Winters, who had experienced her own tragedy years before when she watched New York City's World Trade Center collapse in the terrorist attacks on Sept. 11, 2001, had channeled her trauma and grief into helping others. For 15 years, she had volunteered with the American Red Cross.
So, it happened that when Red Cross workers were helping grief-stricken family members of the fallen 19 to get to Prescott for the memorial service in July 2013, Winters was on hand to help.
That planted the seed, but Winters and Ashcraft say it wasn't until more than two years later, when the two connected again in November 2015, that a real bond was forged between them.
In what was a whirlwind romance, the two dated briefly in November, and then on Thanksgiving Day, Ashcraft proposed, and Winters accepted.
That led to the usual wedding logistics: When, where, how many guests, what to wear?
Even though the Courthouse Lighting was coming up the next weekend, the couple decided that it was the right time and place.
"It is one of the most beautiful times in town," Winters said of her suggestion that the wedding take place at the annual Christmas event.
Added Ashcraft: "Because Prescott is Arizona's Christmas City, what better way than to spend (the wedding) with 5,000 people at the Courthouse Lighting?"
Decision made, they spent the next few days wrangling the details. Things seemed to fall into place naturally, they said.

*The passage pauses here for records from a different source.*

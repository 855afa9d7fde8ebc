//! Integration tests for namespace priority scheduling
//!
//! These tests validate:
//! - Priority assignment and retry escalation
//! - Weighted dispatch across priority classes
//! - Eventual delivery under host and namespace rate limits
//! - Degradation when the namespace registry fails
//! - Host scheduler construction from configuration

use async_trait::async_trait;
use parking_lot::Mutex;
use prometheus_fair_scheduler::builders::build_host_scheduler;
use prometheus_fair_scheduler::config::dynamic::{
    DynamicConfig, InMemoryConfigClient, StaticProperty, NAMESPACE_MAX_RPS_KEY,
};
use prometheus_fair_scheduler::config::SchedulerConfig;
use prometheus_fair_scheduler::core::metrics::{
    InMemoryMetricsHandler, TASK_DEFERRED, TASK_PRIORITY_ASSIGNED,
};
use prometheus_fair_scheduler::core::{
    AppResult, Executable, InMemoryNamespaceRegistry, MetricsHandler, NamespaceEntry,
    NamespaceExecutable, NamespacePriorityAssigner, NamespacePriorityScheduler,
    NamespacePrioritySchedulerOptions, NamespaceRateLimitGate, NamespaceRateLimiters,
    NoopMetricsHandler, PriorityAssignerOptions, PriorityWeights, RateLimiter, Scheduler,
    SchedulerError, ShutdownPolicy, TaskPriority, TokenBucketRateLimiter,
};
use std::sync::Arc;
use std::thread;
use std::time::{Duration, Instant};

const CLUSTER: &str = "active";

// ============================================================================
// TEST EXECUTABLES
// ============================================================================

type ExecLog = Arc<Mutex<Vec<(String, TaskPriority, usize)>>>;

struct NsTask {
    namespace_id: String,
    attempt: u32,
    priority: TaskPriority,
    seq: usize,
    log: ExecLog,
}

#[async_trait]
impl Executable for NsTask {
    async fn execute(&mut self) -> AppResult<()> {
        self.log
            .lock()
            .push((self.namespace_id.clone(), self.priority, self.seq));
        Ok(())
    }

    fn abort(&mut self) {}
}

impl NamespaceExecutable for NsTask {
    fn namespace_id(&self) -> &str {
        &self.namespace_id
    }

    fn attempt(&self) -> u32 {
        self.attempt
    }

    fn priority(&self) -> TaskPriority {
        self.priority
    }

    fn set_priority(&mut self, priority: TaskPriority) {
        self.priority = priority;
    }
}

struct Fixture {
    log: ExecLog,
    registry: Arc<InMemoryNamespaceRegistry>,
    metrics: Arc<InMemoryMetricsHandler>,
}

impl Fixture {
    fn new() -> Self {
        let registry = Arc::new(InMemoryNamespaceRegistry::new());
        registry.register(NamespaceEntry::new("ns-active", "orders", CLUSTER));
        registry.register(NamespaceEntry::new("ns-standby", "billing", "standby"));
        Self {
            log: Arc::new(Mutex::new(Vec::new())),
            registry,
            metrics: Arc::new(InMemoryMetricsHandler::new()),
        }
    }

    fn task(&self, namespace_id: &str, attempt: u32, seq: usize) -> NsTask {
        NsTask {
            namespace_id: namespace_id.to_string(),
            attempt,
            priority: TaskPriority::Low,
            seq,
            log: Arc::clone(&self.log),
        }
    }

    fn scheduler(
        &self,
        weights: PriorityWeights,
        gate: Option<NamespaceRateLimitGate>,
        retry_delay: Duration,
    ) -> NamespacePriorityScheduler<NsTask> {
        let metrics: Arc<dyn MetricsHandler> = self.metrics.clone();
        let assigner = Arc::new(NamespacePriorityAssigner::new(
            CLUSTER,
            self.registry.clone(),
            PriorityAssignerOptions {
                critical_retry_attempts: Arc::new(StaticProperty::new(5_usize)),
            },
            Arc::clone(&metrics),
        ));
        let options = NamespacePrioritySchedulerOptions {
            default_weights: PriorityWeights {
                critical: 1,
                high: 1,
                low: 1,
            },
            shutdown_policy: ShutdownPolicy::Drain,
            rate_limit_retry_delay: retry_delay,
            ..NamespacePrioritySchedulerOptions::new(
                Arc::new(StaticProperty::new(1_usize)),
                8,
                Arc::new(StaticProperty::new(weights)),
            )
        };
        NamespacePriorityScheduler::new(options, assigner, self.registry.clone(), gate, metrics)
            .unwrap()
    }

    fn executed(&self) -> usize {
        self.log.lock().len()
    }

    fn priorities(&self) -> Vec<TaskPriority> {
        self.log.lock().iter().map(|(_, priority, _)| *priority).collect()
    }
}

fn weights(critical: u32, high: u32, low: u32) -> PriorityWeights {
    PriorityWeights { critical, high, low }
}

fn wait_until(timeout: Duration, mut done: impl FnMut() -> bool) -> bool {
    let deadline = Instant::now() + timeout;
    while Instant::now() < deadline {
        if done() {
            return true;
        }
        thread::sleep(Duration::from_millis(5));
    }
    done()
}

// ============================================================================
// PRIORITY ASSIGNMENT
// ============================================================================

#[test]
fn test_priorities_assigned_at_submission() {
    let fixture = Fixture::new();
    let scheduler = fixture.scheduler(weights(3, 2, 1), None, Duration::from_millis(10));

    scheduler.submit(fixture.task("ns-active", 0, 0)).unwrap();
    scheduler.submit(fixture.task("ns-standby", 0, 1)).unwrap();
    scheduler.submit(fixture.task("ns-unknown", 0, 2)).unwrap();
    scheduler.submit(fixture.task("ns-standby", 7, 3)).unwrap();
    assert_eq!(scheduler.channel_count(), 4);

    scheduler.start();
    assert!(wait_until(Duration::from_secs(5), || fixture.executed() == 4));
    scheduler.stop();

    let mut by_seq = fixture.log.lock().clone();
    by_seq.sort_by_key(|(_, _, seq)| *seq);
    let priorities: Vec<TaskPriority> = by_seq.iter().map(|(_, priority, _)| *priority).collect();
    assert_eq!(
        priorities,
        [
            TaskPriority::High,
            TaskPriority::Low,
            TaskPriority::Low,
            TaskPriority::Critical,
        ]
    );
    assert_eq!(
        fixture
            .metrics
            .counter_value(TASK_PRIORITY_ASSIGNED, &[("priority", "low".into())]),
        2
    );
}

#[test]
fn test_escalated_retries_get_more_turns() {
    let fixture = Fixture::new();
    let scheduler = fixture.scheduler(weights(3, 2, 1), None, Duration::from_millis(10));

    // Same namespace: fresh tasks are low, retried ones critical.
    for seq in 0..30 {
        scheduler.submit(fixture.task("ns-standby", 0, seq)).unwrap();
        scheduler.submit(fixture.task("ns-standby", 10, seq)).unwrap();
    }
    scheduler.start();
    assert!(wait_until(Duration::from_secs(5), || fixture.executed() == 60));
    scheduler.stop();

    let priorities = fixture.priorities();
    let critical_in_first_40 = priorities[..40]
        .iter()
        .filter(|priority| **priority == TaskPriority::Critical)
        .count();
    assert_eq!(critical_in_first_40, 30);
    assert_eq!(
        &priorities[..4],
        &[
            TaskPriority::Critical,
            TaskPriority::Low,
            TaskPriority::Critical,
            TaskPriority::Critical,
        ]
    );
    println!("✅ Critical retries got 3 of every 4 turns");
}

// ============================================================================
// RATE LIMITING
// ============================================================================

#[test]
fn test_rate_limited_tasks_are_eventually_delivered() {
    let fixture = Fixture::new();
    let limiter: Arc<dyn RateLimiter> =
        Arc::new(TokenBucketRateLimiter::new(Arc::new(StaticProperty::new(20.0))));
    let gate = NamespaceRateLimitGate::new(limiter, fixture.registry.clone());
    let scheduler = fixture.scheduler(weights(3, 2, 1), Some(gate), Duration::from_millis(10));

    for seq in 0..30 {
        scheduler.submit(fixture.task("ns-active", 0, seq)).unwrap();
    }
    let started = Instant::now();
    scheduler.start();
    assert!(wait_until(Duration::from_secs(10), || fixture.executed() == 30));
    let elapsed = started.elapsed();
    scheduler.stop();

    // A burst of 20, then 10 more at 20 per second.
    assert!(elapsed >= Duration::from_millis(300), "took {elapsed:?}");
    assert!(fixture.metrics.counter_value(TASK_DEFERRED, &[]) > 0);

    // Deferred tasks go to the tail of their channel; none is lost or repeated.
    let mut seqs: Vec<usize> = fixture.log.lock().iter().map(|(_, _, seq)| *seq).collect();
    seqs.sort_unstable();
    assert!(seqs.into_iter().eq(0..30));
    println!("✅ 30 tasks delivered in {elapsed:?} under a 20 rps budget");
}

#[test]
fn test_namespace_budget_throttles_only_its_namespace() {
    let fixture = Fixture::new();
    let client = Arc::new(InMemoryConfigClient::new());
    client.set_for_namespace(NAMESPACE_MAX_RPS_KEY, "billing", serde_json::json!(5.0));
    let dynamic = DynamicConfig::new(client);

    let unlimited: Arc<dyn RateLimiter> =
        Arc::new(TokenBucketRateLimiter::new(Arc::new(StaticProperty::new(0.0))));
    let gate = NamespaceRateLimitGate::new(unlimited, fixture.registry.clone())
        .with_namespace_limiters(Arc::new(NamespaceRateLimiters::new(
            dynamic.namespace_property(NAMESPACE_MAX_RPS_KEY, 0.0),
        )));
    let scheduler = fixture.scheduler(weights(1, 1, 1), Some(gate), Duration::from_millis(10));

    for seq in 0..10 {
        scheduler.submit(fixture.task("ns-standby", 0, seq)).unwrap();
        scheduler.submit(fixture.task("ns-active", 0, seq)).unwrap();
    }
    scheduler.start();
    assert!(wait_until(Duration::from_secs(10), || fixture.executed() == 20));
    scheduler.stop();

    let log = fixture.log.lock().clone();
    let last_active = log
        .iter()
        .rposition(|(namespace, _, _)| namespace == "ns-active")
        .unwrap();
    let last_standby = log
        .iter()
        .rposition(|(namespace, _, _)| namespace == "ns-standby")
        .unwrap();
    assert!(last_active < last_standby);
    assert_eq!(log.last().map(|(namespace, _, _)| namespace.as_str()), Some("ns-standby"));
    assert!(fixture.metrics.counter_value(TASK_DEFERRED, &[]) > 0);
}

// ============================================================================
// REGISTRY FAILURE
// ============================================================================

#[test]
fn test_registry_outage_degrades_to_low_priority() {
    let fixture = Fixture::new();
    fixture.registry.set_unavailable(true);
    let limiter: Arc<dyn RateLimiter> =
        Arc::new(TokenBucketRateLimiter::new(Arc::new(StaticProperty::new(0.0))));
    let gate = NamespaceRateLimitGate::new(limiter, fixture.registry.clone());
    let scheduler = fixture.scheduler(weights(3, 2, 1), Some(gate), Duration::from_millis(10));

    for seq in 0..10 {
        scheduler.submit(fixture.task("ns-active", 0, seq)).unwrap();
    }
    scheduler.start();
    assert!(wait_until(Duration::from_secs(5), || fixture.executed() == 10));
    scheduler.stop();

    assert!(fixture
        .priorities()
        .iter()
        .all(|priority| *priority == TaskPriority::Low));
}

// ============================================================================
// BUILDERS
// ============================================================================

#[test]
fn test_build_host_scheduler_from_config() {
    for enable_priority_scheduler in [true, false] {
        let fixture = Fixture::new();
        let cfg = SchedulerConfig {
            enable_priority_scheduler,
            ..SchedulerConfig::from_json_str(
                r#"{"processor": {"worker_count": 2, "queue_size": 16, "shutdown_policy": "drain"}}"#,
            )
            .unwrap()
        };
        let scheduler = build_host_scheduler::<NsTask>(
            &cfg,
            &DynamicConfig::noop(),
            fixture.registry.clone(),
            Arc::new(NoopMetricsHandler),
        )
        .unwrap();

        scheduler.start();
        for seq in 0..10 {
            scheduler.submit(fixture.task("ns-active", 0, seq)).unwrap();
        }
        scheduler.stop();
        assert_eq!(fixture.executed(), 10, "priority scheduler: {enable_priority_scheduler}");

        let expected = if enable_priority_scheduler {
            TaskPriority::High
        } else {
            TaskPriority::Low
        };
        assert!(fixture.priorities().iter().all(|priority| *priority == expected));
    }
}

#[test]
fn test_build_host_scheduler_rejects_invalid_config() {
    let fixture = Fixture::new();
    let mut cfg = SchedulerConfig::default();
    cfg.priority.weights.low = 0;

    let result = build_host_scheduler::<NsTask>(
        &cfg,
        &DynamicConfig::noop(),
        fixture.registry.clone(),
        Arc::new(NoopMetricsHandler),
    );
    match result {
        Err(SchedulerError::InvalidConfig(message)) => assert!(message.contains("low")),
        Err(e) => panic!("unexpected error: {e}"),
        Ok(_) => panic!("zero weight accepted"),
    }
}
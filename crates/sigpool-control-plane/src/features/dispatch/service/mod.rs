use crate::features::observability::controller::ObservabilityController;
use crate::features::provisioning::controller::ProvisionTrigger;
use crate::shared::error::ControlPlaneResult;
use serde::Serialize;
use sigpool_core::{MatchOutcome, ProvisionMode, SessionRequest};
use sigpool_providers::{MatchmakerService, NotifierService, QueueMessage, SessionQueueRepository};
use std::sync::Arc;
use std::time::Duration;
use tokio::time::Instant;
use tracing::{debug, error, info, warn};

pub const MAX_BATCH_SIZE: usize = 10;

#[derive(Debug, Clone, Copy, PartialEq, Eq)]
pub struct DispatchSettings {
    pub batch_size: usize,
    pub receive_wait: Duration,
}

impl Default for DispatchSettings {
    fn default() -> Self {
        Self {
            batch_size: MAX_BATCH_SIZE,
            receive_wait: Duration::from_secs(2),
        }
    }
}

#[derive(Debug, Clone, Copy, PartialEq, Eq, Serialize)]
#[serde(rename_all = "snake_case")]
pub enum RequestDisposition {
    /// Forwarded downstream and removed from the queue.
    Matched,
    /// Left on the queue; an on-demand provisioning pass was requested.
    ProvisionTriggered,
    /// Unparsable body, skipped and left on the queue.
    Malformed,
}

impl RequestDisposition {
    pub fn label(self) -> &'static str {
        match self {
            RequestDisposition::Matched => "matched",
            RequestDisposition::ProvisionTriggered => "provision_triggered",
            RequestDisposition::Malformed => "malformed",
        }
    }
}

#[derive(Debug, Clone, PartialEq, Eq, Serialize)]
#[serde(rename_all = "camelCase")]
pub struct HandledMessage {
    pub message_id: String,
    pub request_id: Option<String>,
    pub disposition: RequestDisposition,
}

#[derive(Debug, Clone, Default, PartialEq, Eq, Serialize)]
pub struct DispatchReport {
    pub received: usize,
    pub handled: Vec<HandledMessage>,
}

impl DispatchReport {
    pub fn count(&self, disposition: RequestDisposition) -> usize {
        self.handled
            .iter()
            .filter(|h| h.disposition == disposition)
            .count()
    }
}

/// Drains the session queue, resolving each request against the matchmaker.
pub struct DispatchLoop {
    queue: Arc<dyn SessionQueueRepository>,
    matchmaker: Arc<MatchmakerService>,
    notifier: Arc<NotifierService>,
    trigger: Arc<dyn ProvisionTrigger>,
    observability: Arc<ObservabilityController>,
    settings: DispatchSettings,
}

impl DispatchLoop {
    pub fn new(
        queue: Arc<dyn SessionQueueRepository>,
        matchmaker: Arc<MatchmakerService>,
        notifier: Arc<NotifierService>,
        trigger: Arc<dyn ProvisionTrigger>,
        observability: Arc<ObservabilityController>,
        settings: DispatchSettings,
    ) -> Self {
        Self {
            queue,
            matchmaker,
            notifier,
            trigger,
            observability,
            settings,
        }
    }

    /// Process one received batch, in order. The first fatal error stops the
    /// batch; requests not yet acknowledged stay queued for redelivery.
    pub async fn run_once(&self) -> ControlPlaneResult<DispatchReport> {
        let messages = self
            .queue
            .receive(self.settings.batch_size, self.settings.receive_wait)
            .await?;
        self.observability.record_received(messages.len());

        let mut report = DispatchReport {
            received: messages.len(),
            handled: Vec::with_capacity(messages.len()),
        };
        if messages.is_empty() {
            debug!("No session requests waiting");
            return Ok(report);
        }

        info!(count = messages.len(), "Received session requests");
        for message in &messages {
            let handled = self.handle(message).await?;
            self.observability
                .record_disposition(handled.disposition.label());
            report.handled.push(handled);
        }

        info!(
            matched = report.count(RequestDisposition::Matched),
            provision_triggered = report.count(RequestDisposition::ProvisionTriggered),
            malformed = report.count(RequestDisposition::Malformed),
            "Dispatch batch complete"
        );
        Ok(report)
    }

    async fn handle(&self, message: &QueueMessage) -> ControlPlaneResult<HandledMessage> {
        let request = match SessionRequest::from_message_body(&message.body) {
            Ok(request) => request,
            Err(err) => {
                warn!(
                    message_id = %message.message_id,
                    receive_count = message.receive_count,
                    error = %err,
                    "Skipping malformed session request"
                );
                return Ok(HandledMessage {
                    message_id: message.message_id.clone(),
                    request_id: None,
                    disposition: RequestDisposition::Malformed,
                });
            }
        };
        let request_id = request.request_id.clone();

        if let Err(err) = self.notifier.keep_alive(&request).await {
            warn!(%request_id, error = %err, "Keep-alive notification failed");
        }

        let started = Instant::now();
        let outcome = self.matchmaker.find_worker().await;
        self.observability
            .record_matchmaker_latency(started.elapsed().as_secs_f64());

        let outcome = match outcome {
            Ok(outcome) => outcome,
            Err(err) => {
                error!(%request_id, error = %err, "Matchmaker query failed, aborting batch");
                return Err(err.into());
            }
        };

        let disposition = match outcome {
            MatchOutcome::Available(details) => {
                let payload = request.merged_with(&details);
                if let Err(err) = self.notifier.session_details(payload).await {
                    error!(%request_id, error = %err, "Session details hand-off failed, leaving request queued");
                    return Err(err.into());
                }

                if self.queue.acknowledge(&message.receipt_handle).await? {
                    info!(%request_id, "Session request matched and acknowledged");
                } else {
                    warn!(%request_id, "Receipt expired before acknowledgement, request may be redelivered");
                }
                RequestDisposition::Matched
            }
            MatchOutcome::Unavailable => {
                info!(%request_id, "No signalling worker available, requesting capacity");
                if let Err(err) = self.trigger.trigger(ProvisionMode::OnDemand).await {
                    warn!(%request_id, error = %err, "Failed to trigger provisioning");
                }
                RequestDisposition::ProvisionTriggered
            }
        };

        Ok(HandledMessage {
            message_id: message.message_id.clone(),
            request_id: Some(request_id),
            disposition,
        })
    }
}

"Door after door just kept opening," Ashcraft says.
First up was contacting the Prescott Chamber of Commerce to see if a wedding was possible at the Courthouse Lighting.
Prescott Chamber CEO David Maurer said the request was a first for the organization, but he pointed out that the courthouse plaza is a public venue and available for such events.
"(The wedding) was a unique event, and they were willing to adapt their plans to the schedule of the activities," Maurer said.
The couple were required to get a one-day liability-insurance policy, and were told that the wedding could take place after the end of the lighting festivities.
Although Winters and Ashcraft officially invited about 200 friends and family members to attend, they estimate that 5,000 people ended up watching the vows. And this was just how they wanted it.
Now, two months later, the couple speak in glowing terms of the vows they exchanged on the steps of the Yavapai County Courthouse, flanked by about a dozen of their closest friends and family.
"There is no rehearsal for a courthouse-step wedding," Ashcraft said. Still, he said, "We just knew, like we knew the sun would rise."
At the end of the time-honored Courthouse Lighting, Maurer announced that a wedding would be taking place after the ceremony, and many of the people in attendance naturally stayed on to watch.
"They do the lighting, and everybody's happy," Ashcraft recalled. "All of a sudden, the crowd turned around."
In an emotional conclusion, the couple released 19 white balloons into the air, in honor of the fallen 19.
For Ashcraft, the fast-paced romance and wedding were an extension of his belief that "life is precious; every single day is important."
The wedding - and, indeed, the relationship - has been a stroke of good fortune for the couple in more ways than one.
"What I love about Tom is he is a really good man, and he doesn't take anything for granted," Winters said. "I am so glad I waited for a soul mate."
Ashcraft says having Winters has helped them both to deal with their losses. "Healing couples heal better," he said.
And both emphasize the importance of the support from the community.
"With regards to healing, the city, state, and country supported us through the horrendous pain," Ashcraft said. "We wanted to say thanks. So much has been given; it's nice to show gratitude."
Although Ashcraft says he is "still very much in the healing process," he recently has felt "a fog lifting" from his life.
For much of the past two and a half years, Ashcraft said, "I thought, 'how am I going to wake up, live - let alone find happiness?'"
But now, he says, "There is joy after tragedy."
Added Winters: "He's not alone now."
Of all of the help and positive response the couple received from the community before and during the wedding, Winters says simply: "Our town came through for us again."